Among these entries, how many lines have the string "PayoutStatus" in them? Only the number is needed.

Segment Start: Information

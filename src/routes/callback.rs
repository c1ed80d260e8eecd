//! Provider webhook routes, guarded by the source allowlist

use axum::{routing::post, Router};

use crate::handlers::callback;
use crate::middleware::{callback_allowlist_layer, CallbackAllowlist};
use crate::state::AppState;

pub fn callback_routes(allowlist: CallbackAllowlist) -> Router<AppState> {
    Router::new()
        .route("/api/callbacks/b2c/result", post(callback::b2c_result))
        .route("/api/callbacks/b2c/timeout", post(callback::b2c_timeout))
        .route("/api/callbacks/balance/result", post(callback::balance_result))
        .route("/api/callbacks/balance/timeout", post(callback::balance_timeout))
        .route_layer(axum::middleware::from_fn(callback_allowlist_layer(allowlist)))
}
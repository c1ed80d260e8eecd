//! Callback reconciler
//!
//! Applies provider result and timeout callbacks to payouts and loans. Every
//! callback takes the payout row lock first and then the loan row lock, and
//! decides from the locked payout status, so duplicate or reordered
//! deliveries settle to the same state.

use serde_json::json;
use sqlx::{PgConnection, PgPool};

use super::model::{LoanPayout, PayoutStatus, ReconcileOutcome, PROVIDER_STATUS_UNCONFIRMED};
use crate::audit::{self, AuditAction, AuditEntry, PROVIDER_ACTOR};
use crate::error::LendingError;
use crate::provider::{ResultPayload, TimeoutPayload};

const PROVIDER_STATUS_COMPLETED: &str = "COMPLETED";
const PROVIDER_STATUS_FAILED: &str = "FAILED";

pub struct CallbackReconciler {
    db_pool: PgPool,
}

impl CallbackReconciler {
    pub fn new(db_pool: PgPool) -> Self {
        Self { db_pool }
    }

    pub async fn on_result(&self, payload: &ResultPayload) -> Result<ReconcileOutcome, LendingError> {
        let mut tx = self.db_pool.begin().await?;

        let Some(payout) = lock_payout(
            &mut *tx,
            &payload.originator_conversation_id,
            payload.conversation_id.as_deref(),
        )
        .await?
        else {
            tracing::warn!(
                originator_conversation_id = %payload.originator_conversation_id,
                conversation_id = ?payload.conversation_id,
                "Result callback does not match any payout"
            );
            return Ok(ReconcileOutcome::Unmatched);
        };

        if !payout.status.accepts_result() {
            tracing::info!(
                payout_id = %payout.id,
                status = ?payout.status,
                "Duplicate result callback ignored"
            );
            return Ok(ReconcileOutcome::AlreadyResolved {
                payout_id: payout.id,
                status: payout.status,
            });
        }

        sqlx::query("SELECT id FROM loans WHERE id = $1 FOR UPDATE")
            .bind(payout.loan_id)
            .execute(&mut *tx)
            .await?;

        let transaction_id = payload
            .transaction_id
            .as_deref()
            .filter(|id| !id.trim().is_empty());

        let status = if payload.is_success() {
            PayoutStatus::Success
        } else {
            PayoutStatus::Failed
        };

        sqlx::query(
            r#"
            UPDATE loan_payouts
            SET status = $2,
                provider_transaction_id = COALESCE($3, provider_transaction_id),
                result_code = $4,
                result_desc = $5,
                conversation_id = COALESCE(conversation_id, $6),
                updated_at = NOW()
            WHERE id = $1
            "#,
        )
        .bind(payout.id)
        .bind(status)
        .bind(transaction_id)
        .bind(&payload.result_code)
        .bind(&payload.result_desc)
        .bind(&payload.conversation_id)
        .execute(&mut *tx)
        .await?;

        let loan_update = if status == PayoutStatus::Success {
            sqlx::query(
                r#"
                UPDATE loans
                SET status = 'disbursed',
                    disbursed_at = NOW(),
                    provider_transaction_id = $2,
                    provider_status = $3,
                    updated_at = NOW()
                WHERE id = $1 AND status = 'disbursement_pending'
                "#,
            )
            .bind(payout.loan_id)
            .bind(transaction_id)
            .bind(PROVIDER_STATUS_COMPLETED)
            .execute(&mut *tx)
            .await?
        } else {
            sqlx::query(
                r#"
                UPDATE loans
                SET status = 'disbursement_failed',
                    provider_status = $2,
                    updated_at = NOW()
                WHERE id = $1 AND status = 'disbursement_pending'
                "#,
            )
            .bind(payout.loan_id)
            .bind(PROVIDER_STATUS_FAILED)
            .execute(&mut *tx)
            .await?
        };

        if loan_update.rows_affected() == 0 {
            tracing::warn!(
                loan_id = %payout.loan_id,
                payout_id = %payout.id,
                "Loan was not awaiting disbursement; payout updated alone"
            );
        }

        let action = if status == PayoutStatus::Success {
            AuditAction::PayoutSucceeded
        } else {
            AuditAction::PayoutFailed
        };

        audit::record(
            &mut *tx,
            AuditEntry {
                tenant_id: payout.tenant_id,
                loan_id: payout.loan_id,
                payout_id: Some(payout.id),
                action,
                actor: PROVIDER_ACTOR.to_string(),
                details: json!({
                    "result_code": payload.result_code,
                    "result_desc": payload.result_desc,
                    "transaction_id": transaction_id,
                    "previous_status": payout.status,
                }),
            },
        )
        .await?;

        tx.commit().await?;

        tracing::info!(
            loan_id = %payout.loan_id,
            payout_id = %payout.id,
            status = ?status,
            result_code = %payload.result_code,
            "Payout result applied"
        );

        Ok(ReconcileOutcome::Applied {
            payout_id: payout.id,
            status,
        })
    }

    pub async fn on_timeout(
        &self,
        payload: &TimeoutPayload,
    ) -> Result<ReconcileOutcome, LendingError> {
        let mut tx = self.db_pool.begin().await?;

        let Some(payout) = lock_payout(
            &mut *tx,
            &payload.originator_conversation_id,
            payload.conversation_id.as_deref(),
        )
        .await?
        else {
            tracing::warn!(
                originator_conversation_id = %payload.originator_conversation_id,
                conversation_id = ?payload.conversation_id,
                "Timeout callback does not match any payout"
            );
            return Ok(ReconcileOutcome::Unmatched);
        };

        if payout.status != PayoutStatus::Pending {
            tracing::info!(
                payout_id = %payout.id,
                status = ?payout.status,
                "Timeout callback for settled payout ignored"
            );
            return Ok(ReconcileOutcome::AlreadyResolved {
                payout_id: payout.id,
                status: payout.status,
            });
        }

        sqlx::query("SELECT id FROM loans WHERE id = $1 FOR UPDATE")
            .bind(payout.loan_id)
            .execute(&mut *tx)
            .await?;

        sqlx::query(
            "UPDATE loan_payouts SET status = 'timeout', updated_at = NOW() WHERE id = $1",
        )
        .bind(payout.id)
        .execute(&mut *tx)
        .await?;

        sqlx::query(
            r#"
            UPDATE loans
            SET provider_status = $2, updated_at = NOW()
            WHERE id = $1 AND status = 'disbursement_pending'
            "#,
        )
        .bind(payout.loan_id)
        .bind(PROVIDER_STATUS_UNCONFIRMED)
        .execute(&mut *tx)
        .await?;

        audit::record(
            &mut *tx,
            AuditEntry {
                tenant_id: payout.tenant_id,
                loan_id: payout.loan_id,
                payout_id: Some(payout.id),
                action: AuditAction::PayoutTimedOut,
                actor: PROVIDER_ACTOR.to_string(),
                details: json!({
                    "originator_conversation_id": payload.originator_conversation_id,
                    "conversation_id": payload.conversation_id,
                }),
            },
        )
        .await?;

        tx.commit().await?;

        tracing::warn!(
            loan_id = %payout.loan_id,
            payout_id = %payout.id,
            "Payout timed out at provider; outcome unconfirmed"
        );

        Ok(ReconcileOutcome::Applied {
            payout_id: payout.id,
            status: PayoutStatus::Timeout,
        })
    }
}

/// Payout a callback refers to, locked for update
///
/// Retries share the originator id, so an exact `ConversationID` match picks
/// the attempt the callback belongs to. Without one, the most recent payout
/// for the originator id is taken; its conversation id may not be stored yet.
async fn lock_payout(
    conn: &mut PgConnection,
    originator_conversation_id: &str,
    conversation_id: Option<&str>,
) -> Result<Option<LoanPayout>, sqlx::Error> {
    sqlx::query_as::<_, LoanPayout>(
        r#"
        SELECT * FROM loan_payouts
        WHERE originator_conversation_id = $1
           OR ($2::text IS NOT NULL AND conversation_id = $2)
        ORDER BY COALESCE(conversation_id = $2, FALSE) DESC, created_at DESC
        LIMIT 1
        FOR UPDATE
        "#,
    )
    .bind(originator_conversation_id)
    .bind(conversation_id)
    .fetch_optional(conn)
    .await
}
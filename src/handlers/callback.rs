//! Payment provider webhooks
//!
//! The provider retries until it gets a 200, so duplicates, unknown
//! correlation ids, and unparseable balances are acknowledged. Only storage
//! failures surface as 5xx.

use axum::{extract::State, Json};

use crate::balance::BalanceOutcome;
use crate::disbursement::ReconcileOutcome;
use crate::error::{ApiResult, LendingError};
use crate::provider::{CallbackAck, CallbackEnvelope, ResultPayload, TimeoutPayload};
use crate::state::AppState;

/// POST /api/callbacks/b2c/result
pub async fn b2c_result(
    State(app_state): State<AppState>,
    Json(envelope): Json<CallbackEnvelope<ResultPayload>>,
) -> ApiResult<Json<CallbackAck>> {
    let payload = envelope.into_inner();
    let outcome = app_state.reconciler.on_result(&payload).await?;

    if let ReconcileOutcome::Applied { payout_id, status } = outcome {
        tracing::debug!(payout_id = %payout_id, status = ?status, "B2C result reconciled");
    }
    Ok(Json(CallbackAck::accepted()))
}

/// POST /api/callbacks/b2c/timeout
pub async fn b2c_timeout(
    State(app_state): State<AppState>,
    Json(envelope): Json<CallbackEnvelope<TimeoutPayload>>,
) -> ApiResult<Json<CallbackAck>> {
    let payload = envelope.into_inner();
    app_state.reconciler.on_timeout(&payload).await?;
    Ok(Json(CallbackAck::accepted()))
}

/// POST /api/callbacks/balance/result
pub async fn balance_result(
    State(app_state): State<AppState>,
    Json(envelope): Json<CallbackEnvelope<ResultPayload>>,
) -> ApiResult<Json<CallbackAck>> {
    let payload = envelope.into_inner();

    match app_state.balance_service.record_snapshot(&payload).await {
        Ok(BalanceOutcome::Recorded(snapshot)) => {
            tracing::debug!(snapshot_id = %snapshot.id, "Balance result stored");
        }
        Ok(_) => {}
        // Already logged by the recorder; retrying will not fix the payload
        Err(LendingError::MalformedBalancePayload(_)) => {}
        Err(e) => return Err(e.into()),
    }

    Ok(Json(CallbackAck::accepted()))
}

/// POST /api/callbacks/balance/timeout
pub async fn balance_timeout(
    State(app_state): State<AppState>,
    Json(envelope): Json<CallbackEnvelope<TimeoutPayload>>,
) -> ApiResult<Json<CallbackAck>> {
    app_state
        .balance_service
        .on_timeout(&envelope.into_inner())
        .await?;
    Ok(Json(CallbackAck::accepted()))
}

Segment End: Information

Written answer: 7